Woven Realities – Clothing, Culture, and Capitalism
November 20 – December 4, 2024
This show is a collaboration of students from SoCA’s Professional Skills for Visual Artists, a UFV course that culminates in a public group exhibition on campus. As a unifying theme, the artists explore the multifaceted topic of clothing, examining how these seemingly ordinary objects are imbued with complex, often fraught tensions that surge beneath their aura of everyday objecthood. The politics of sustainability, capitalism, environmental destruction and culture are all taken up to ask: How does the fabric of our clothing weave together narratives of exploitation, innovation, and transformation toward equity and ecological responsibility?
S’eliyemetaxwtexw Art Gallery
University of the Fraser Valley
Room B136, B Building
33844 King Road, Abbotsford BC, Canada
Gallery Hours
12:00 PM – 5:00 PM, Monday – Friday
The Politics of Environmental Destruction: Resource Exploitation
Stephen Bau , Asmi Bhat, Jasmine Morgan, Heather Van Houck
They Tried to Bury Us, But They Didn’t Know We Were Seeds
2024
Coffin: plywood, hardwood, acrylic sheets, nails, clothing, plant-safe glue.

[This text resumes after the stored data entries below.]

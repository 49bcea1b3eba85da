//! HTML views, one per route.
//!
//! Every view is a pure function of the catalog, the config and the route
//! state; the same markup is served by `folio serve` and written by
//! `folio build`. The only difference is how skill links are addressed
//! (see [`LinkStyle`]).

use crate::{
    catalog::Catalog,
    config::SiteConfig,
    route::{LinkStyle, Route, Selection},
};
use maud::{DOCTYPE, Markup, PreEscaped, html};

mod about;
mod contact;
mod home;
mod not_found;
mod projects;

/// Stylesheet inlined into every page (embedded at compile time)
const STYLE: &str = include_str!("../embed/style.css");

/// Everything a view may read.
#[derive(Debug, Clone, Copy)]
pub struct PageContext<'a> {
    pub config: &'a SiteConfig,
    pub catalog: &'a Catalog,
    pub links: LinkStyle,
}

impl<'a> PageContext<'a> {
    /// Context for pages rendered per request, linking skills by query string.
    pub const fn new(config: &'a SiteConfig, catalog: &'a Catalog) -> Self {
        Self { config, catalog, links: LinkStyle::Query }
    }

    /// Context for `folio build`, linking skills to their pre-rendered pages.
    pub const fn for_static_site(config: &'a SiteConfig, catalog: &'a Catalog) -> Self {
        Self { config, catalog, links: LinkStyle::Static }
    }

    /// Link to the Projects page with `selection`.
    fn projects_href(&self, selection: &Selection) -> String {
        selection.href_with(self.links)
    }
}

/// Render a route to a complete HTML document.
pub fn render(route: &Route, ctx: PageContext<'_>) -> Markup {
    let content = match route {
        Route::Home => home::home(ctx),
        Route::About => about::about(ctx),
        Route::Projects(selection) => projects::projects(ctx, selection),
        Route::Contact(notice) => contact::contact(ctx, *notice),
        Route::NotFound(path) => not_found::not_found(path),
    };
    page(ctx, route, content)
}

/// Shared document shell: head, navigation bar and footer.
fn page(ctx: PageContext<'_>, route: &Route, content: Markup) -> Markup {
    let base = &ctx.config.base;
    let profile = &ctx.catalog.profile;

    html! {
        (DOCTYPE)
        html lang=(base.language) {
            head {
                meta charset="utf-8";
                meta name="viewport" content="width=device-width, initial-scale=1";
                title { (route.title()) " | " (base.title) }
                @if !base.description.is_empty() {
                    meta name="description" content=(base.description);
                }
                style { (PreEscaped(STYLE)) }
            }
            body {
                header.navbar {
                    a.brand href="/" { (profile.name) }
                    nav {
                        @for item in Route::navigation() {
                            a.active[item.same_page(route)] href=(item.path()) { (item.title()) }
                        }
                    }
                }
                main { (content) }
                footer {
                    @if base.copyright.is_empty() {
                        "© " (profile.name)
                    } @else {
                        "© " (base.copyright)
                    }
                }
            }
        }
    }
}

/// Section heading used at the top of every page: `<h1>` plus subtitle.
fn heading(plain: &str, highlighted: &str, subtitle: &str) -> Markup {
    html! {
        div.heading {
            h1 { (plain) " " span.gradient-text { (highlighted) } }
            p.subtitle { (subtitle) }
        }
    }
}

/// Public URL of a file in the assets directory. Absolute URLs pass through.
fn asset_url(path: &str) -> String {
    if path.starts_with("http://") || path.starts_with("https://") {
        path.to_owned()
    } else {
        format!("/{}", path.trim_start_matches('/'))
    }
}
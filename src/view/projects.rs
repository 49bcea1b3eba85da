use super::{PageContext, asset_url, heading};
use crate::{
    catalog::WorkItem,
    route::{LinkStyle, SKILL_PARAM, Selection},
};
use maud::{Markup, PreEscaped, html};
use std::collections::BTreeMap;

/// Filter chips plus the (possibly filtered) project grid.
pub fn projects(ctx: PageContext<'_>, selection: &Selection) -> Markup {
    let catalog = ctx.catalog;
    let filtered = catalog.filter(selection.skill());
    let redirect = if ctx.links == LinkStyle::Static && !filtered.is_filtered() {
        query_redirect(ctx)
    } else {
        None
    };

    html! {
        (heading("My", "Projects", "A collection of my work showcasing various technologies and skills"))

        section.glass-card.filter {
            div.filter-header {
                span { "Filter by skill:" }
                @if filtered.is_filtered() {
                    a.clear href=(ctx.projects_href(&Selection::none())) { "Clear Filter" }
                }
            }
            div.chips {
                @for tag in catalog.project_tags() {
                    a.chip.active[selection.is_selected(tag)] href=(ctx.projects_href(&selection.toggle(tag))) { (tag) }
                }
            }
        }

        @if filtered.is_empty() {
            div.glass-card.empty {
                h3 { "No projects found" }
                @if let Some(skill) = filtered.selected() {
                    p { "No projects match the selected skill: " strong { (skill) } }
                    a.button href=(ctx.projects_href(&Selection::none())) { "Clear Filter" }
                } @else {
                    p { "There are no projects to show yet." }
                }
            }
        } @else {
            @if filtered.is_filtered() {
                p.hint { "Showing " (filtered.len()) " of " (catalog.projects.len()) " projects" }
            }
            div.grid {
                @for item in filtered.items() {
                    (card(item))
                }
            }
        }

        @if let Some(script) = redirect {
            script { (PreEscaped(script)) }
        }
    }
}

/// Script sending `?skill=<name>` links to the matching pre-rendered page.
///
/// A static host ignores the query string, so without it such links would
/// show every project. Skill names match case-insensitively.
fn query_redirect(ctx: PageContext<'_>) -> Option<String> {
    let targets: BTreeMap<String, String> = ctx
        .catalog
        .linked_skills()
        .into_iter()
        .map(|skill| (skill.to_lowercase(), ctx.projects_href(&Selection::of(skill))))
        .collect();
    if targets.is_empty() {
        return None;
    }
    let targets = serde_json::to_string(&targets).ok()?.replace("</", "<\\/");

    Some(format!(
        "(function(){{var s=new URLSearchParams(location.search).get(\"{SKILL_PARAM}\");\
         var t={targets};\
         if(s&&t[s.toLowerCase()])location.replace(t[s.toLowerCase()]);}})();"
    ))
}

fn card(item: &WorkItem) -> Markup {
    html! {
        article.glass-card.project {
            div.thumbnail {
                img src=(asset_url(&item.image)) alt=(item.title) loading="lazy";
                @if item.featured {
                    span.badge { "Featured" }
                }
            }
            h3 { (item.title) }
            p { (item.description) }
            ul.tags {
                @for tag in &item.tags {
                    li { (tag) }
                }
            }
            div.links {
                @if let Some(url) = &item.live_url {
                    a href=(url) target="_blank" rel="noopener noreferrer" { "Live Demo" }
                }
                @if let Some(url) = &item.source_url {
                    a href=(url) target="_blank" rel="noopener noreferrer" { "Source" }
                }
            }
        }
    }
}
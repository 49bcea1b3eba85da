//! Static site build.
//!
//! # Architecture
//!
//! ```text
//! build_site()
//!     │
//!     ├── prepare_output()  ──► clear output dir when --clean
//!     │
//!     ├── rayon::join
//!     │       ├── render_pages()  ──► <route>/index.html, 404.html,
//!     │       │                       projects/<skill slug>/index.html
//!     │       └── copy_assets()   ──► assets/** → output/**
//!     │
//!     ├── generator::data     ──► _data/projects.json, _data/skills.json
//!     └── generator::sitemap  ──► sitemap.xml (needs [base] url)
//! ```
//!
//! A static host cannot read `?skill=`, so every skill a page links to gets a
//! pre-filtered Projects page of its own, and built pages link there.

use crate::{
    catalog::Catalog,
    config::SiteConfig,
    generator::{data, sitemap},
    log,
    route::{Route, Selection, skill_slug},
    utils::minify::{MinifyType, minify},
    view::{self, PageContext},
};
use anyhow::{Context, Result, anyhow};
use rayon::prelude::*;
use std::{
    collections::HashMap,
    fs,
    path::{Path, PathBuf},
    sync::atomic::{AtomicBool, Ordering},
};
use walkdir::WalkDir;

/// File name of the not-found page, picked up by most static hosts.
pub const NOT_FOUND_PAGE: &str = "404.html";

/// Summary of a finished build.
#[derive(Debug, Default, Clone, Copy, PartialEq, Eq)]
pub struct BuildReport {
    pub pages: usize,
    pub assets: usize,
    pub sitemap: bool,
}

/// Build the entire site, rendering pages and copying assets in parallel.
pub fn build_site(config: &SiteConfig, catalog: &Catalog) -> Result<BuildReport> {
    let output = &config.build.output;
    prepare_output(output, config.build.clean)?;

    let asset_files = collect_all_files(&config.build.assets);
    let has_error = AtomicBool::new(false);

    log!("build"; "rendering pages...");
    let (pages, assets) = rayon::join(
        || render_pages(config, catalog, &has_error),
        || copy_assets(config, &asset_files, &has_error),
    );
    let pages = pages?;
    let assets = assets?;

    data::write_to_disk(catalog, &output.join(data::DATA_DIR))?;
    let sitemap = sitemap::build_sitemap(config, &Route::navigation())?;

    let report = BuildReport { pages, assets, sitemap };
    log!("build"; "done: {} pages, {} assets -> {}", report.pages, report.assets, output.display());
    Ok(report)
}

/// Create the output directory, removing old content first if `clean`.
fn prepare_output(output: &Path, clean: bool) -> Result<()> {
    if clean && output.exists() {
        fs::remove_dir_all(output).with_context(|| {
            format!("Failed to clear output directory: {}", output.display())
        })?;
    }
    fs::create_dir_all(output)
        .with_context(|| format!("Failed to create output directory: {}", output.display()))
}

/// Output file for a route: `/` → `index.html`, `/about` → `about/index.html`,
/// a skill selection → `projects/<slug>/index.html`.
pub fn page_output_path(output: &Path, route: &Route) -> PathBuf {
    match route {
        Route::NotFound(_) => output.join(NOT_FOUND_PAGE),
        Route::Projects(selection) => match selection.skill() {
            Some(skill) => output.join("projects").join(skill_slug(skill)).join("index.html"),
            None => output.join("projects").join("index.html"),
        },
        _ => output
            .join(route.path().trim_start_matches('/'))
            .join("index.html"),
    }
}

/// Every page of the static site: navigation pages, the 404 page and one
/// Projects page per linked skill.
///
/// Skills sharing a slug share the page of the first one.
fn site_routes(catalog: &Catalog) -> Vec<Route> {
    let mut routes = Route::navigation().to_vec();
    routes.push(Route::NotFound("/404".to_owned()));

    let mut slugs = HashMap::new();
    for skill in catalog.linked_skills() {
        let slug = skill_slug(skill);
        if let Some(first) = slugs.get(&slug) {
            log!("build"; "skills `{}` and `{}` share the page projects/{}/", first, skill, slug);
            continue;
        }
        routes.push(Route::Projects(Selection::of(skill)));
        slugs.insert(slug, skill);
    }
    routes
}

fn render_pages(config: &SiteConfig, catalog: &Catalog, has_error: &AtomicBool) -> Result<usize> {
    let ctx = PageContext::for_static_site(config, catalog);
    let routes = site_routes(catalog);

    routes.par_iter().try_for_each(|route| {
        if has_error.load(Ordering::Relaxed) {
            return Err(anyhow!("Aborted"));
        }
        write_page(config, ctx, route).inspect_err(|e| {
            if !has_error.swap(true, Ordering::Relaxed) {
                log!("error"; "{}: {:#}", route.path(), e);
            }
        })
    })?;

    Ok(routes.len())
}

fn write_page(config: &SiteConfig, ctx: PageContext<'_>, route: &Route) -> Result<()> {
    let path = page_output_path(&config.build.output, route);
    let html = view::render(route, ctx).into_string();
    let html = minify(MinifyType::Html(html.as_bytes()), config);

    if let Some(parent) = path.parent() {
        fs::create_dir_all(parent)?;
    }
    fs::write(&path, &*html).with_context(|| format!("Failed to write {}", path.display()))
}

fn copy_assets(config: &SiteConfig, files: &[PathBuf], has_error: &AtomicBool) -> Result<usize> {
    files.par_iter().try_for_each(|path| {
        if has_error.load(Ordering::Relaxed) {
            return Err(anyhow!("Aborted"));
        }
        copy_asset(path, config).inspect_err(|e| {
            if !has_error.swap(true, Ordering::Relaxed) {
                log!("error"; "{}: {:#}", path.display(), e);
            }
        })
    })?;

    Ok(files.len())
}

/// Copy one file from the assets directory, keeping its relative path.
fn copy_asset(path: &Path, config: &SiteConfig) -> Result<()> {
    let relative = path.strip_prefix(&config.build.assets)?;
    let dest = config.build.output.join(relative);

    if let Some(parent) = dest.parent() {
        fs::create_dir_all(parent)?;
    }
    fs::copy(path, &dest)
        .with_context(|| format!("Failed to copy {} to {}", path.display(), dest.display()))?;
    Ok(())
}

/// All regular files below `dir`. A missing directory yields nothing.
pub fn collect_all_files(dir: &Path) -> Vec<PathBuf> {
    WalkDir::new(dir)
        .into_iter()
        .filter_map(Result::ok)
        .filter(|e| e.file_type().is_file())
        .map(|e| e.into_path())
        .collect()
}
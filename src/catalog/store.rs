//! Catalog loading and validation.
//!
//! The catalog is read once at startup from `portfolio.toml` and never
//! mutated afterwards. Every command shares it through an `Arc`.

use super::{
    filter::Filtered,
    group::{CategoryGroups, distinct_sorted_tags, group_by_category},
    types::{Profile, Tag, WorkItem},
};
use serde::{Deserialize, Serialize};
use std::{
    collections::HashSet,
    fs,
    path::{Path, PathBuf},
};
use thiserror::Error;

/// Catalog loading errors
#[derive(Debug, Error)]
pub enum CatalogError {
    #[error("IO error when reading `{0}`")]
    Io(PathBuf, #[source] std::io::Error),

    #[error("Catalog parsing error")]
    Toml(#[from] toml::de::Error),

    #[error("duplicate project id `{0}`")]
    DuplicateProject(String),

    #[error("duplicate skill `{0}`")]
    DuplicateSkill(String),

    #[error("project `{0}` has no skills")]
    UntaggedProject(String),
}

/// Profile, skills and projects of one portfolio.
#[derive(Debug, Clone, Default, PartialEq, Eq, Serialize, Deserialize)]
#[serde(deny_unknown_fields)]
pub struct Catalog {
    pub profile: Profile,

    #[serde(default)]
    pub skills: Vec<Tag>,

    #[serde(default)]
    pub projects: Vec<WorkItem>,
}

impl Catalog {
    /// Parse and validate a catalog from a TOML string.
    pub fn from_str(content: &str) -> Result<Self, CatalogError> {
        let catalog: Self = toml::from_str(content)?;
        catalog.validate()?;
        Ok(catalog)
    }

    /// Load a catalog from file path.
    pub fn from_path(path: &Path) -> Result<Self, CatalogError> {
        let content =
            fs::read_to_string(path).map_err(|err| CatalogError::Io(path.to_path_buf(), err))?;
        Self::from_str(&content)
    }

    /// Reject duplicate ids, duplicate skill names and untagged projects.
    ///
    /// Project tags missing from `skills` are fine: the two lists are
    /// maintained independently.
    pub fn validate(&self) -> Result<(), CatalogError> {
        let mut ids = HashSet::new();
        for project in &self.projects {
            if !ids.insert(project.id.as_str()) {
                return Err(CatalogError::DuplicateProject(project.id.clone()));
            }
            if project.tags.is_empty() {
                return Err(CatalogError::UntaggedProject(project.id.clone()));
            }
        }

        let mut names = HashSet::new();
        for skill in &self.skills {
            if !names.insert(skill.name.as_str()) {
                return Err(CatalogError::DuplicateSkill(skill.name.clone()));
            }
        }

        Ok(())
    }

    /// Skills grouped by category for the About page.
    pub fn skill_groups(&self) -> CategoryGroups<'_> {
        group_by_category(&self.skills)
    }

    /// Skills actually used by projects, for the filter chips.
    pub fn project_tags(&self) -> Vec<&str> {
        distinct_sorted_tags(&self.projects)
    }

    /// Every skill name a page links to: listed skills in source order, then
    /// project tags. Exact duplicates are dropped.
    pub fn linked_skills(&self) -> Vec<&str> {
        let mut seen = HashSet::new();
        self.skills
            .iter()
            .map(|skill| skill.name.as_str())
            .chain(self.project_tags())
            .filter(|name| seen.insert(*name))
            .collect()
    }

    /// Projects matching an optional skill selection.
    pub fn filter<'a>(&'a self, selected: Option<&'a str>) -> Filtered<'a> {
        Filtered::new(&self.projects, selected)
    }
}

#[cfg(test)]
mod tests {
    use super::*;
    use crate::catalog::Category;

    const MINIMAL: &str = r#"
        [profile]
        name = "Alex Chen"
        title = "Developer"
        email = "alex@example.com"
        short_bio = "Builds things."
    "#;

    #[test]
    fn test_minimal_catalog() {
        let catalog = Catalog::from_str(MINIMAL).unwrap();
        assert_eq!(catalog.profile.name, "Alex Chen");
        assert!(catalog.skills.is_empty());
        assert!(catalog.projects.is_empty());
        assert!(catalog.profile.github.is_none());
    }

    #[test]
    fn test_full_entries() {
        let content = format!(
            r#"{MINIMAL}
            [[skills]]
            name = "Python"
            category = "Languages"
            count = 8

            [[projects]]
            id = "gan"
            title = "Sketch-to-Image GAN"
            description = "Sketches to photos."
            tags = ["Python", "GAN"]
            image = "images/project1.jpg"
            live_url = "https://example.com"
            featured = true

            [[projects]]
            id = "chat"
            title = "Chat"
            description = "Realtime chat."
            tags = ["React"]
            image = "images/project3.jpg"
            "#
        );
        let catalog = Catalog::from_str(&content).unwrap();

        assert_eq!(catalog.skills[0].category, Category::Languages);
        assert_eq!(catalog.skills[0].count, 8);
        assert!(catalog.projects[0].featured);
        assert!(!catalog.projects[1].featured);
        assert_eq!(catalog.projects[1].live_url, None);
        assert_eq!(catalog.projects[1].title, "Chat");
        // GAN has no [[skills]] entry; that is allowed
        assert_eq!(catalog.project_tags(), ["GAN", "Python", "React"]);
    }

    #[test]
    fn test_duplicate_project_rejected() {
        let content = format!(
            r#"{MINIMAL}
            [[projects]]
            id = "x"
            title = "X"
            description = ""
            tags = ["Go"]
            image = "x.jpg"

            [[projects]]
            id = "x"
            title = "X again"
            description = ""
            tags = ["Go"]
            image = "x.jpg"
            "#
        );
        let err = Catalog::from_str(&content).unwrap_err();
        assert!(matches!(err, CatalogError::DuplicateProject(ref id) if id == "x"));
    }

    #[test]
    fn test_duplicate_skill_rejected() {
        let content = format!(
            r#"{MINIMAL}
            [[skills]]
            name = "Go"
            category = "Languages"

            [[skills]]
            name = "Go"
            category = "Tools"
            "#
        );
        let err = Catalog::from_str(&content).unwrap_err();
        assert_eq!(err.to_string(), "duplicate skill `Go`");
    }

    #[test]
    fn test_untagged_project_rejected() {
        let content = format!(
            r#"{MINIMAL}
            [[projects]]
            id = "bare"
            title = "Bare"
            description = ""
            tags = []
            image = "x.jpg"
            "#
        );
        let err = Catalog::from_str(&content).unwrap_err();
        assert!(matches!(err, CatalogError::UntaggedProject(_)));
    }

    #[test]
    fn test_unknown_field_rejected() {
        let content = format!("{MINIMAL}\nwebsite = \"https://example.com\"\n");
        // Lands in [profile], which denies unknown fields
        assert!(Catalog::from_str(&content).is_err());
    }

    #[test]
    fn test_missing_file() {
        let err = Catalog::from_path(Path::new("/nonexistent/portfolio.toml")).unwrap_err();
        assert!(err.to_string().contains("portfolio.toml"));
    }

    #[test]
    fn test_default_catalog_parses() {
        let catalog = Catalog::from_str(super::super::DEFAULT_CATALOG).unwrap();
        assert_eq!(catalog.projects.len(), 6);
        assert_eq!(catalog.skills.len(), 19);
        assert_eq!(catalog.skill_groups().iter().count(), 4);
        assert_eq!(catalog.filter(Some("python")).len(), 3);
        assert_eq!(catalog.linked_skills().len(), 29);
    }

    #[test]
    fn test_linked_skills() {
        let mut catalog = Catalog::from_str(super::super::DEFAULT_CATALOG).unwrap();
        catalog.skills.truncate(2);
        catalog.projects.truncate(1);

        let first = catalog.skills[0].name.clone();
        let second = catalog.skills[1].name.clone();
        catalog.projects[0].tags = vec!["Zig".into(), first.clone(), "Ada".into()];

        assert_eq!(catalog.linked_skills(), [first.as_str(), second.as_str(), "Ada", "Zig"]);
    }
}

Cover: rope, twine, dying organic life—branches, vines, and leaves.
19 × 55 × 24 inches
Our project employs sculpture to embody the clothing of Mother Earth as a thin layer of life that covers over the deeper layers of death. Inspired by the narrative of The Emperor’s New Clothes, we explore the nature of the cycles of life and death, recognizing that clothing is produced by harvesting materials from what is living or was once alive. We asked ourselves, “How does the Earth clothe herself?” She clothes herself in death to grow new life. We imagined the grave clothes of empire and how they might be prepared for burial. We considered how, through the composting of empire, the Earth prepares the soil to grow a regenerative world.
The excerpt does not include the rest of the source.